The contrast colors are some cochineal dyed Coopworth/silk from Stephania and spindled silver Shetland. I love how they look together, but alas, the cranberry keeps telling me that it wants to be a cabled sweater. So, this project was put away while I cogitate on the matter.
Instead, I took to organizing. Found a new storage/display option for my spindles. I hung them by ribbons in one of the wire cubicles.
And, found room for my niddy noddies on the side of it. There are a couple of spindles not included as they're residing in project baskets.
But, there's a new spindle to the collection that arrived this week. It's a Tibetan spindle made by Edward Tabachek. It's similar to a Russian spindle and was created by Mr. Tabachek after this video
on YouTube was discovered of a woman in Tibet spinning.
My spindle has a Purpleheart whorl and Hickory shaft and is pretty heavy at 60 gm. The little pink ceramic waterlily bowl was something I brought back from Hawaii last year and has just the right amount of slipperiness.

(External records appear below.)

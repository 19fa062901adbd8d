use super::{
    duration::parse_duration_seconds,
    error::{AutoAuthError, CrossFieldViolation, SchemaViolation, SinkError, SinkErrorKind, SinkErrors},
    fields::Fields,
};
use crate::{
    document::{Body, Item, JsonObject, Value},
    env::EnvProvider,
};
use serde::Serialize;
use serde_with::{serde_as, DeserializeFromStr, DurationSeconds, SerializeDisplay};
use std::{fmt, str::FromStr, time::Duration};
use tracing::{debug, warn};

const SINK_BLOCK: &str = "sink";

/// A destination the agent writes its credential to.
#[serde_as]
#[derive(Clone, Debug, PartialEq, Serialize)]
pub struct Sink {
    /// The sink type, lowercased. This selects the sink writer, e.g. `file`.
    #[serde(rename = "type")]
    pub kind: String,

    /// The TTL to use when response-wrapping the credential before writing it.
    ///
    /// A zero duration means the credential is not wrapped.
    #[serde_as(as = "DurationSeconds<u64>")]
    pub wrap_ttl: Duration,

    /// The Diffie-Hellman settings used to encrypt the credential, if encryption is enabled.
    #[serde(flatten)]
    pub dh: Option<DhSettings>,

    /// Every field in the sink block, including the ones that were interpreted here.
    pub config: JsonObject,
}

impl Sink {
    /// The Diffie-Hellman key agreement type, if encryption is enabled.
    pub fn dh_type(&self) -> Option<DhType> {
        self.dh.as_ref().map(|dh| dh.dh_type)
    }

    /// The path to the peer's Diffie-Hellman public key, if encryption is enabled.
    pub fn dh_path(&self) -> Option<&str> {
        self.dh.as_ref().map(|dh| dh.path.as_str())
    }

    /// The additional authenticated data bound into the encryption.
    ///
    /// This is always empty when encryption is disabled.
    pub fn aad(&self) -> &str {
        self.dh.as_ref().map(|dh| dh.aad.as_str()).unwrap_or_default()
    }
}

/// The settings for encrypting a sink's credential using a Diffie-Hellman derived key.
#[derive(Clone, Debug, PartialEq, Serialize)]
pub struct DhSettings {
    /// The key agreement to use.
    pub dh_type: DhType,

    /// The path to the peer's public key.
    #[serde(rename = "dh_path")]
    pub path: String,

    /// The additional authenticated data, possibly empty.
    #[serde(skip_serializing_if = "String::is_empty")]
    pub aad: String,
}

/// A Diffie-Hellman key agreement type.
#[derive(Clone, Copy, Debug, PartialEq, Eq, SerializeDisplay, DeserializeFromStr)]
pub enum DhType {
    /// X25519 key agreement.
    Curve25519,
}

impl fmt::Display for DhType {
    fn fmt(&self, f: &mut fmt::Formatter<'_>) -> fmt::Result {
        match self {
            Self::Curve25519 => write!(f, "curve25519"),
        }
    }
}

impl FromStr for DhType {
    type Err = ParseDhTypeError;

    fn from_str(s: &str) -> Result<Self, Self::Err> {
        match s {
            "curve25519" => Ok(Self::Curve25519),
            _ => Err(ParseDhTypeError(s.to_string())),
        }
    }
}

/// An error when parsing a [`DhType`].
#[derive(Debug, thiserror::Error)]
#[error("unsupported Diffie-Hellman type '{0}'")]
pub struct ParseDhTypeError(String);

/// Extract every `sink` block out of an `auto_auth` block.
///
/// Every sink is processed even if a previous one failed so that all errors can be reported at once.
pub(crate) fn extract_sinks(list: &Body, env: &dyn EnvProvider) -> Result<Vec<Sink>, AutoAuthError> {
    let items: Vec<_> = list.filter(SINK_BLOCK).collect();
    if items.is_empty() {
        return Err(AutoAuthError::Sink(SchemaViolation::AtLeastOneBlock(SINK_BLOCK)));
    }

    let mut sinks = Vec::new();
    let mut errors = Vec::new();
    for (index, item) in items.into_iter().enumerate() {
        let sink_type = item.labels().first().map(|label| label.to_lowercase());
        let result = match &sink_type {
            Some(kind) => decode_sink(kind, item, env),
            None => Err(SchemaViolation::MissingSinkType.into()),
        };
        match result {
            Ok(sink) => sinks.push(sink),
            Err(kind) => {
                let error = SinkError { index, sink_type, kind };
                warn!(%error, position = %item.position(), "invalid sink");
                errors.push(error);
            }
        }
    }
    if errors.is_empty() {
        Ok(sinks)
    } else {
        Err(SinkErrors::new(errors, sinks).into())
    }
}

fn decode_sink(kind: &str, item: &Item, env: &dyn EnvProvider) -> Result<Sink, SinkErrorKind> {
    let Value::Object(body) = item.value() else {
        return Err(SchemaViolation::NotAnObject(SINK_BLOCK).into());
    };
    let fields = Fields::new(body);

    let wrap_ttl = match fields.value("wrap_ttl") {
        Some(value) => parse_duration_seconds("wrap_ttl", value)?,
        None => Duration::ZERO,
    };
    let dh_type = match fields.string("dh_type")? {
        Some(value) => {
            Some(value.parse::<DhType>().map_err(|_| SchemaViolation::InvalidValue { field: "dh_type", value })?)
        }
        None => None,
    };
    let dh_path = fields.string("dh_path")?.filter(|path| !path.is_empty());
    let aad = resolve_aad(kind, &fields, env)?;

    let dh = match (dh_type, dh_path) {
        (None, None) => {
            if !aad.is_empty() {
                return Err(CrossFieldViolation::AadWithoutDh.into());
            }
            None
        }
        (Some(dh_type), Some(path)) => Some(DhSettings { dh_type, path, aad }),
        _ => return Err(CrossFieldViolation::DhIncomplete.into()),
    };
    Ok(Sink { kind: kind.to_string(), wrap_ttl, dh, config: body.to_json() })
}

// A literal `aad` always takes precedence over `aad_env_var`.
fn resolve_aad(kind: &str, fields: &Fields<'_>, env: &dyn EnvProvider) -> Result<String, SchemaViolation> {
    if let Some(aad) = fields.string("aad")? {
        if fields.contains("aad_env_var") {
            debug!(sink = kind, "both 'aad' and 'aad_env_var' set, using 'aad'");
        }
        return Ok(aad);
    }
    let Some(name) = fields.string("aad_env_var")? else {
        return Ok(String::new());
    };
    match env.var(&name) {
        Some(aad) => Ok(aad),
        None => {
            debug!(sink = kind, variable = %name, "AAD environment variable is not set");
            Ok(String::new())
        }
    }
}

The weight and length of this spindle is much larger than the Russian spindles I bought from Galina several years ago so it's taken a bit of time to get used to it. It wasn't comfortable to sit with the bowl on one side of me because the height the tip of the spindle ended up at was too high, so I put the bowl on a small box (the box it came in) in front of me and sat cross legged on the sofa. That solved one issue.
Then, there was the weight to deal with. It's slow so I started out using some pink alpaca from Spunky Eclectic which has a fairly long staple and doesn't need/want too much twist in it to keep it soft. Also, on their site, Joanne Tabachek recommends winding some of the spun single up near the spindle tip to keep it in from tipping over. That definitely helped.
To see spinning on this type of spindle in action, here's a video of Faina
using one--she's much more proficient than I.
Next knitting project for the year is the Mallins 44 doily by Herbert Niebling. The Yahoo Niebling group is using this piece for a KAL and as I have no doilies on the needles, I joined in.